▶ [Input]:
══════════════════════════════

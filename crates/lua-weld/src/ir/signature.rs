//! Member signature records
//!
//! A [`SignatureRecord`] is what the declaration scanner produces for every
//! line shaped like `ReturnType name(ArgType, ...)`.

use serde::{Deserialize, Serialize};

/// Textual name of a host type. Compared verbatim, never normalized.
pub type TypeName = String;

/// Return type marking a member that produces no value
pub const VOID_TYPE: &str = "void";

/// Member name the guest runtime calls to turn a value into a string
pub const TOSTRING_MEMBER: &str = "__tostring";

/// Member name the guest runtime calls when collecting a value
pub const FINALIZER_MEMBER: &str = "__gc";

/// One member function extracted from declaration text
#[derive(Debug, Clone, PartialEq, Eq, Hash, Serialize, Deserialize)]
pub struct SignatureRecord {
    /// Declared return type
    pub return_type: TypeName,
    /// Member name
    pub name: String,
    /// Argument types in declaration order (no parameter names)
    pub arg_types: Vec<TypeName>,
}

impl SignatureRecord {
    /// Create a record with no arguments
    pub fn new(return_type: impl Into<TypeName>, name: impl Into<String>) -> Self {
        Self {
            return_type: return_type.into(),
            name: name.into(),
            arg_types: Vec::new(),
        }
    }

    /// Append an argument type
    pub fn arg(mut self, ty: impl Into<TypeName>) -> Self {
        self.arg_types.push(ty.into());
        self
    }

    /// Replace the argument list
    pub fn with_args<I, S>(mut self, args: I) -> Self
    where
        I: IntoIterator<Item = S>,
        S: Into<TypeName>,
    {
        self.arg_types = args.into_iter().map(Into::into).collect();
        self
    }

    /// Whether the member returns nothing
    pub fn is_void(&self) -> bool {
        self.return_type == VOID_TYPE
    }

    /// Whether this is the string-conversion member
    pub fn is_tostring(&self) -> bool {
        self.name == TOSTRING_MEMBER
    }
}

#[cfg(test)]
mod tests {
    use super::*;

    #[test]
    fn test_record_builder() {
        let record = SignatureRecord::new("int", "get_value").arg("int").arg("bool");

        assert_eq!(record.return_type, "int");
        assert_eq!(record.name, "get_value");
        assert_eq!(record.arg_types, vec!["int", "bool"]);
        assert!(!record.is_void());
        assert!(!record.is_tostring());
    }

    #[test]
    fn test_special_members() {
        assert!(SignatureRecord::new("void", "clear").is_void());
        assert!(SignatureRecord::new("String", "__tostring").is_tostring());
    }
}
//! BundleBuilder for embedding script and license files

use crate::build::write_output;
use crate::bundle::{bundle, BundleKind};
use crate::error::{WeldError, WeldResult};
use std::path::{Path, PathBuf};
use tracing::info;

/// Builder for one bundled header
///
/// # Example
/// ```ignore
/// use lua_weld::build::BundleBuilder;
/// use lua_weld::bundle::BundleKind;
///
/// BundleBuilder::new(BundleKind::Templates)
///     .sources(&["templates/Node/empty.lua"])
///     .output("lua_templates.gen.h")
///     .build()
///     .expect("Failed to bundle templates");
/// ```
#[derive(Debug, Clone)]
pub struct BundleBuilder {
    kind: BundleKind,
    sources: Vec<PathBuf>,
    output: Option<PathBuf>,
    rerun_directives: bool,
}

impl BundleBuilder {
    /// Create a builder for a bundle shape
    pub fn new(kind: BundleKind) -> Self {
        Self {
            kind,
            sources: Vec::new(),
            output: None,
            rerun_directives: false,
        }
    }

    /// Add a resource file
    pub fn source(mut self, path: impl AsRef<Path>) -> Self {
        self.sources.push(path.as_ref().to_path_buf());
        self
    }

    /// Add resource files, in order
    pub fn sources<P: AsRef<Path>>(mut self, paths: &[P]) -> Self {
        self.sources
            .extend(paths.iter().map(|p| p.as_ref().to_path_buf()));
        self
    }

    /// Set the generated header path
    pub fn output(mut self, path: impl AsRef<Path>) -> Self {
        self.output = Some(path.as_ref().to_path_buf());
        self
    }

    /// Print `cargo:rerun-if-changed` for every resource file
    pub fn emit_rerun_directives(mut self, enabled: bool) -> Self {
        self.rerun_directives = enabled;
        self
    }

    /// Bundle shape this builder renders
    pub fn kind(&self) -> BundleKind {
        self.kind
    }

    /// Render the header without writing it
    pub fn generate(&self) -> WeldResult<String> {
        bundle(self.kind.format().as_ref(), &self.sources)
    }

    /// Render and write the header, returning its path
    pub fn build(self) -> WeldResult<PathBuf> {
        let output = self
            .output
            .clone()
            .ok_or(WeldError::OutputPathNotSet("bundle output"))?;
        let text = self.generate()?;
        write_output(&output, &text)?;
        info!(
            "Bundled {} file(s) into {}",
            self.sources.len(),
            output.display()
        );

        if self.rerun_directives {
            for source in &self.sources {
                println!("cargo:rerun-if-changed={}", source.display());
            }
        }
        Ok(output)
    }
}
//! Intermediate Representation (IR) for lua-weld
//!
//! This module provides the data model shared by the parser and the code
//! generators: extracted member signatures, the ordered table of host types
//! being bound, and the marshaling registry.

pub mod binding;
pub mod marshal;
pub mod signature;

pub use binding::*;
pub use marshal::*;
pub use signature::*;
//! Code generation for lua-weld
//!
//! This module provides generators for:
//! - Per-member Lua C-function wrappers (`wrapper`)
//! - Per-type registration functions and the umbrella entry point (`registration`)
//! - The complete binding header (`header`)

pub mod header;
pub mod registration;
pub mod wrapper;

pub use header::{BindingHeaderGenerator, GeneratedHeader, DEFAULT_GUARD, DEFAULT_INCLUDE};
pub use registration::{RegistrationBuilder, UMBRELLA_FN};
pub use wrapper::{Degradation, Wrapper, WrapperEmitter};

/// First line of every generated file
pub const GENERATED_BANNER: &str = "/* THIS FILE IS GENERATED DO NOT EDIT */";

══════════════════════════════

▶ [Instructions to follow]:
Lines from the records above that hold "generators" are the ones to list.

▶ [Solution for this exercise]:
//! generators: extracted member signatures, the ordered table of host types
//! This module provides generators for:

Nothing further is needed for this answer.